Work through the records that follow and return each line containing the word "AppError".

Data supplied Block Start

// Copyright 2025 Kirky.X
//
// Licensed under the Apache License, Version 2.0 (the "License");
// you may not use this file except in compliance with the License.
// You may obtain a copy of the License at
//
//     http://www.apache.org/licenses/LICENSE-2.0
//
// Unless required by applicable law or agreed to in writing, software
// distributed under the License is distributed on an "AS IS" BASIS,
// WITHOUT WARRANTIES OR CONDITIONS OF ANY KIND, either express or implied.
// See the License for the specific language governing permissions and
// limitations under the License.

use crate::domain::errors::DomainError;
use crate::domain::models::page::{Page, SortOrder};
use crate::domain::models::team::{Stadium, Team};
use crate::domain::repositories::team_repository::TeamFilter;
use crate::presentation::errors::AppError;
use crate::presentation::extractors::current_user::AdminUser;
use crate::presentation::handlers::validate_payload;
use crate::presentation::state::{sort_from, AppState};
use axum::extract::{Path, Query};
use axum::{http::StatusCode, Extension, Json};
use chrono::Utc;
use serde::Deserialize;
use std::sync::Arc;
use uuid::Uuid;
use validator::Validate;

#[derive(Debug, Deserialize)]
pub struct TeamListQuery {
    pub page: Option<u64>,
    pub page_size: Option<u64>,
    pub name: Option<String>,
    pub sort_by: Option<String>,
    pub sort_order: Option<String>,
}

#[derive(Debug, Deserialize, Validate)]
pub struct TeamPayload {
    /// 创建时可指定，缺省生成 UUID
    pub id: Option<String>,
    #[validate(length(min = 1, max = 100))]
    pub name: String,
    #[validate(length(min = 1, max = 10))]
    pub short_name: String,
    pub logo: Option<String>,
    #[validate(url)]
    pub website: Option<String>,
    pub stadium: Option<Stadium>,
}

pub async fn list_teams(
    Extension(state): Extension<Arc<AppState>>,
    Query(query): Query<TeamListQuery>,
) -> Result<Json<Page<Team>>, AppError> {
    let filter = TeamFilter { name: query.name };
    let sort = sort_from(query.sort_by, query.sort_order.as_deref(), SortOrder::Asc);
    let page = state.page_request(query.page, query.page_size);
    Ok(Json(state.teams.list(&filter, &sort, page).await?))
}

pub async fn get_team(
    Extension(state): Extension<Arc<AppState>>,
    Path(id): Path<String>,
) -> Result<Json<Team>, AppError> {
    let team = state
        .teams
        .find_by_id(&id)
        .await?
        .ok_or_else(|| DomainError::not_found("Team"))?;
    Ok(Json(team))
}

pub async fn create_team(
    Extension(state): Extension<Arc<AppState>>,
    _admin: AdminUser,
    Json(payload): Json<TeamPayload>,
) -> Result<(StatusCode, Json<Team>), AppError> {
    validate_payload(&payload)?;

    let id = payload
        .id
        .filter(|id| !id.trim().is_empty())
        .unwrap_or_else(|| Uuid::new_v4().to_string());
    let mut team = Team::new(id, payload.name, payload.short_name);
    team.logo = payload.logo;
    team.website = payload.website;
    team.stadium = payload.stadium;

    let team = state.teams.create(&team).await?;
    Ok((StatusCode::CREATED, Json(team)))
}

pub async fn update_team(
    Extension(state): Extension<Arc<AppState>>,
    _admin: AdminUser,
    Path(id): Path<String>,
    Json(payload): Json<TeamPayload>,
) -> Result<Json<Team>, AppError> {
    validate_payload(&payload)?;

    let existing = state
        .teams
        .find_by_id(&id)
        .await?
        .ok_or_else(|| DomainError::not_found("Team"))?;
    let team = Team {
        name: payload.name,
        short_name: payload.short_name,
        logo: payload.logo,
        website: payload.website,
        stadium: payload.stadium,
        updated_at: Utc::now(),
        ..existing
    };

    Ok(Json(state.teams.update(&team).await?))
}

pub async fn delete_team(
    Extension(state): Extension<Arc<AppState>>,
    _admin: AdminUser,
    Path(id): Path<String>,
) -> Result<StatusCode, AppError> {
    state.teams.delete(&id).await?;
    Ok(StatusCode::NO_CONTENT)
}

Data supplied Block End

▶ [Answer space]:
use crate::presentation::errors::AppError;
) -> Result<Json<Page<Team>>, AppError> {
) -> Result<Json<Team>, AppError> {
) -> Result<(StatusCode, Json<Team>), AppError> {
) -> Result<Json<Team>, AppError> {
) -> Result<StatusCode, AppError> {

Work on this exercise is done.